Quanto alla temporalità messianica che vediamo all’opera nel SRM (ma lo stesso vale per altri ambiti: dall’informatica in procinto di produrre “singolarità” per cui le macchine diverranno autonome rispetto agli umani, ma che nel frattempo consente di sviluppare senza restrizioni il “capitalismo delle piattaforme”, ossia un nuovo modo di accumulazione, alle tecnologie genetiche, le nanoscienze e le neuroscienze, la cui “convergenza” annunciata e sempre rinviata consentirà di risolvere tutti i problemi, dalla fame all’invecchiamento e l’inquinamento, ma nel frattempo giustifica il crescente asservimento della ricerca a fini produttivi), essa segnala il pensionamento della (breve) stagione della precauzione – forma di anticipazione che implica una temporalità lineare come e più della tradizionale prevenzione, dato che il suo terreno elettivo sono i processi irreversibili – a favore della modalità emergente di governo anticipatorio: la pre-emption. Uso il termine inglese perché non esiste, a mia conoscenza, un’espressione italiana capace di rendere bene il senso della parola, che non significa semplice predizione o prevenzione ma (prendendone alla lettera la semantica) “svuotamento preventivo”, atto dell’inficiare anticipatamente il senso e la possibilità di un agire. La pre-emption è stata discussa soprattutto rispetto alle applicazioni in campo militare e securitario (Cooper 2006; Massumi 2007; Anderson 2010; Kaiser 2015) ed è lì che occorre guardare per capire in cosa consiste.
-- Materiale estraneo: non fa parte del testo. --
//! Interviewer personas: compiled-in character profiles that seed every
//! model prompt for a session. Lookup is by short name; an unknown name is a
//! caller error surfaced as `UnknownPersona` at session creation.

/// Laid-back startup CTO. Conversational, curious, big on practical tradeoffs.
pub const TODD: &str = "\
You are Todd, a laid-back CTO at a mid-stage startup who conducts interviews \
like a working session. You are friendly and informal, but you dig into the \
practical side of everything: what shipped, what broke, what the candidate \
would do differently. You prefer concrete stories over textbook answers, and \
you are comfortable saying 'walk me through that again' when an answer is \
vague. You never ask trick questions. Keep your replies short and spoken in \
tone, as if sitting across a table, and stay in character for the entire \
interview.";

/// Exacting senior engineer at a large company. Precise, skeptical, thorough.
pub const JEFF: &str = "\
You are Jeff, a senior staff engineer at a large technology company with \
fifteen years of interviewing experience. You are polite but exacting: you \
expect precise terminology, you probe edge cases, and you ask for complexity \
and failure-mode analysis when a design is proposed. When a candidate makes a \
claim, you ask how they verified it. You do not volunteer hints unless the \
candidate is completely stuck. Keep your replies professional and compact, \
and stay in character for the entire interview.";

/// Sharp talent lead. Behavioral focus, structured answers, people signals.
pub const KAREN: &str = "\
You are Karen, a talent lead who has run hiring at three companies. Your \
focus is behavioral: teamwork, conflict, ownership, and how the candidate \
communicates under pressure. You listen for structured answers (situation, \
action, result) and you follow up when any of those pieces is missing. You \
are warm but you do not let vague answers slide, and you pay attention to \
how the candidate talks about former colleagues. Keep your replies \
conversational and brief, and stay in character for the entire interview.";

/// Resolves a persona name to its biography text.
pub fn persona_bio(name: &str) -> Option<&'static str> {
    match name {
        "todd" => Some(TODD),
        "jeff" => Some(JEFF),
        "karen" => Some(KAREN),
        _ => None,
    }
}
Al riguardo rimangono scolpite le parole usate da G.W. Bush per spiegare, in un discorso fatto nel 2002 all’accademia militare di West Point, la strategia della “guerra al terrore”: “Se aspettiamo che le minacce si materializzino sarà troppo tardi. Dobbiamo ingaggiare battaglia col nemico, distruggere I suoi piani e affrontare le peggiori minacce prima che esse emergano” (Bush 2002, corsivo mio). Concetto che Bush ripeté qualche tempo dopo dicendo che “magari qualcuno è in disaccordo con la mia decisione di rimuovere Saddam Hussein, ma possiamo tutti concordare che i terroristi hanno reso l’Iraq un fronte centrale nella guerra al terrore” (Bush 2005, citato in Massumi 2007). Ossia: rimuovere Saddam Hussein era la cosa giusta da fare, dato che così l’Iraq è diventato ciò che giustificava l’azione stessa. Massumi (2007) parla in proposito di “azione incitativa”, dato che, essendo meramente presunte, le minacce devono essere fatte uscire allo scoperto, per affrontarle come si conviene. Parla anche di “verità retroattiva”. Quest’ultima espressione va però bene intesa (e non sono sicuro che Massumi lo faccia): non si tratta di reinterpretare il passato alla luce del presente, cosa che non costituirebbe nulla di nuovo, ma letteralmente di retroagire su di esso, facendolo diventare un posto dove sono successe cose diverse; altrimenti la minaccia non avrebbe potuto essere suscitata (Pellizzoni 2019). È la stessa logica che abbiamo visto sottesa al SRM. Si può obiettare che quest’ultimo è al momento più una speculazione affiancata ad alcuni esperimenti che una politica attuata. Prendiamo allora gli OGM. Qui, come accennato, la narrativa delle grandi multinazionali è che quello che si fa non è altro che la continuazione di ciò che si è fatto per migliaia di anni in agricoltura, o anzi quello che la natura fa da sempre, dato che “la ‘tecnologia’ in queste pratiche, non è altro che la biologia stessa, o la ‘vita stessa’” (Thacker 2007, p. xix). Affermazioni che non impediscono, anzi giustificano, che i brevetti biotecnologici proteggano legalmente gli OGM in quanto differenti da ciò che si dà in natura, e tuttavia essi debbano essere considerati “sostanzialmente equivalenti” a quest’ultima, dunque non soggetti a regolamentazione specifica (Pellizzoni 2016).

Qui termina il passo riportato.